**Task requirements**: From the entries below, list each line with "Write".

**Dataset extract**:
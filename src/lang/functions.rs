use std::cell::Cell;
use std::collections::HashMap;
use std::io::Write;
use std::rc::Rc;
use std::task::Poll;

use crate::lang::error::{Error, Result};
use crate::lang::eval::value::Constant;
use crate::lang::scope::ScopeRef;

/// Host implementation of a `native function`
///
/// Invoked with the scope the call's arguments were bound in. Returning
/// `NativeCall::Pending` hands back a task the interpreter polls on every tick.
pub trait NativeFunction {
    fn invoke(&self, ctx: &mut Context<'_>, scope: &ScopeRef) -> Result<NativeCall>;
}

impl<F> NativeFunction for F
where
    F: Fn(&mut Context<'_>, &ScopeRef) -> Result<NativeCall>,
{
    fn invoke(&self, ctx: &mut Context<'_>, scope: &ScopeRef) -> Result<NativeCall> {
        self(ctx, scope)
    }
}

/// Native work that has not completed yet
pub trait NativeTask {
    fn poll(&mut self, ctx: &mut Context<'_>) -> Result<Poll<Constant>>;
}

impl<F> NativeTask for F
where
    F: FnMut(&mut Context<'_>) -> Result<Poll<Constant>>,
{
    fn poll(&mut self, ctx: &mut Context<'_>) -> Result<Poll<Constant>> {
        self(ctx)
    }
}

pub enum NativeCall {
    Done(Constant),
    Pending(Box<dyn NativeTask>),
}

impl NativeCall {
    pub fn pending<F>(task: F) -> NativeCall
    where
        F: FnMut(&mut Context<'_>) -> Result<Poll<Constant>> + 'static,
    {
        NativeCall::Pending(Box::new(task))
    }

    /// Finish with `f` once `completion` has been signalled
    pub fn after<F>(completion: Completion, f: F) -> NativeCall
    where
        F: FnOnce(&mut Context<'_>) -> Result<Constant> + 'static,
    {
        let mut f = Some(f);
        NativeCall::pending(move |ctx| {
            if !completion.is_complete() {
                return Ok(Poll::Pending);
            }
            match f.take() {
                Some(f) => f(ctx).map(Poll::Ready),
                None => Err(Error::runtime("native task polled after completion")),
            }
        })
    }
}

/// Shared one-shot flag a host sets when asynchronous native work is done
#[derive(Clone, Debug, Default)]
pub struct Completion(Rc<Cell<bool>>);

impl Completion {
    pub fn new() -> Self {
        Self::default()
    }

    pub fn complete(&self) {
        self.0.set(true);
    }

    pub fn is_complete(&self) -> bool {
        self.0.get()
    }
}

/// Host implementations of native functions, keyed by owning type (empty for file-level
/// natives) and name
#[derive(Default, Clone)]
pub struct Natives {
    table: HashMap<(String, String), Rc<dyn NativeFunction>>,
}

impl Natives {
    pub fn new() -> Self {
        Self::default()
    }

    pub fn register<F>(&mut self, owner: Option<&str>, name: &str, f: F)
    where
        F: Fn(&mut Context<'_>, &ScopeRef) -> Result<NativeCall> + 'static,
    {
        let key = (owner.unwrap_or("").to_string(), name.to_string());
        self.table.insert(key, Rc::new(f));
    }

    pub fn get(&self, owner: Option<&str>, name: &str) -> Option<Rc<dyn NativeFunction>> {
        self.table
            .get(&(owner.unwrap_or("").to_string(), name.to_string()))
            .cloned()
    }
}

/// Host state passed to every native invocation and into the interpreter
pub struct Context<'a> {
    pub natives: Natives,
    /// Where script output goes
    pub sink: &'a mut dyn Write,
    /// Number of completed frames
    pub frame: u64,
}

impl<'a> Context<'a> {
    pub fn new(natives: Natives, sink: &'a mut dyn Write) -> Self {
        Self {
            natives,
            sink,
            frame: 0,
        }
    }
}

/// Value bound to parameter `name` of the running native
pub fn arg(scope: &ScopeRef, name: &str) -> Result<Constant> {
    scope
        .resolve_variable(name)
        .ok_or_else(|| Error::undefined(format!("Missing argument '{}'", name)))
}

#[test]
fn test_natives_table() {
    let mut natives = Natives::new();
    natives.register(None, "answer", |_, _| Ok(NativeCall::Done(Constant::Number(42.0))));
    natives.register(Some("Math"), "answer", |_, _| {
        Ok(NativeCall::Done(Constant::Number(7.0)))
    });

    let mut out = Vec::new();
    let mut ctx = Context::new(natives.clone(), &mut out);
    let scope = ScopeRef::global();

    let call = |ctx: &mut Context<'_>, owner| match natives.get(owner, "answer") {
        Some(f) => match f.invoke(ctx, &scope).unwrap() {
            NativeCall::Done(v) => v,
            NativeCall::Pending(_) => panic!("should complete at once"),
        },
        None => panic!("missing native"),
    };
    assert_eq!(call(&mut ctx, None), Constant::Number(42.0));
    assert_eq!(call(&mut ctx, Some("Math")), Constant::Number(7.0));
    assert!(natives.get(Some("Other"), "answer").is_none());
}

#[test]
fn test_after_completion() {
    let done = Completion::new();
    let mut task = match NativeCall::after(done.clone(), |_| Ok(Constant::Boolean(true))) {
        NativeCall::Pending(task) => task,
        NativeCall::Done(_) => panic!("should be pending"),
    };

    let mut out = Vec::new();
    let mut ctx = Context::new(Natives::new(), &mut out);
    assert_eq!(task.poll(&mut ctx).unwrap(), Poll::Pending);
    assert_eq!(task.poll(&mut ctx).unwrap(), Poll::Pending);
    done.complete();
    assert_eq!(task.poll(&mut ctx).unwrap(), Poll::Ready(Constant::Boolean(true)));
}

**Task solution**:
use std::io::Write;
    pub sink: &'a mut dyn Write,
    pub fn new(natives: Natives, sink: &'a mut dyn Write) -> Self {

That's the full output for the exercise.